■ **Required work**
From the records below, take each line where the string "label" shows up and copy it.

■ **Information supplied**
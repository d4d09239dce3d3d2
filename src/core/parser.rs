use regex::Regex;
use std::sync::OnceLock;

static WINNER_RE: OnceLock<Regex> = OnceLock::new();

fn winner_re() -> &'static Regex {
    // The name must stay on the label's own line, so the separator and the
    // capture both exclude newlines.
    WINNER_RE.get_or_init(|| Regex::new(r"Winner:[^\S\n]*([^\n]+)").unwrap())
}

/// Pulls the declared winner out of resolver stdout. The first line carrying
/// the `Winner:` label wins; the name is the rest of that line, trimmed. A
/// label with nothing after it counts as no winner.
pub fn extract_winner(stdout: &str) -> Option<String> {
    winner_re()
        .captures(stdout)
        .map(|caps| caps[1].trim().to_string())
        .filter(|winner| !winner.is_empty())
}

■ **Written solution**
    // The name must stay on the label's own line, so the separator and the
/// the `Winner:` label wins; the name is the rest of that line, trimmed. A
/// label with nothing after it counts as no winner.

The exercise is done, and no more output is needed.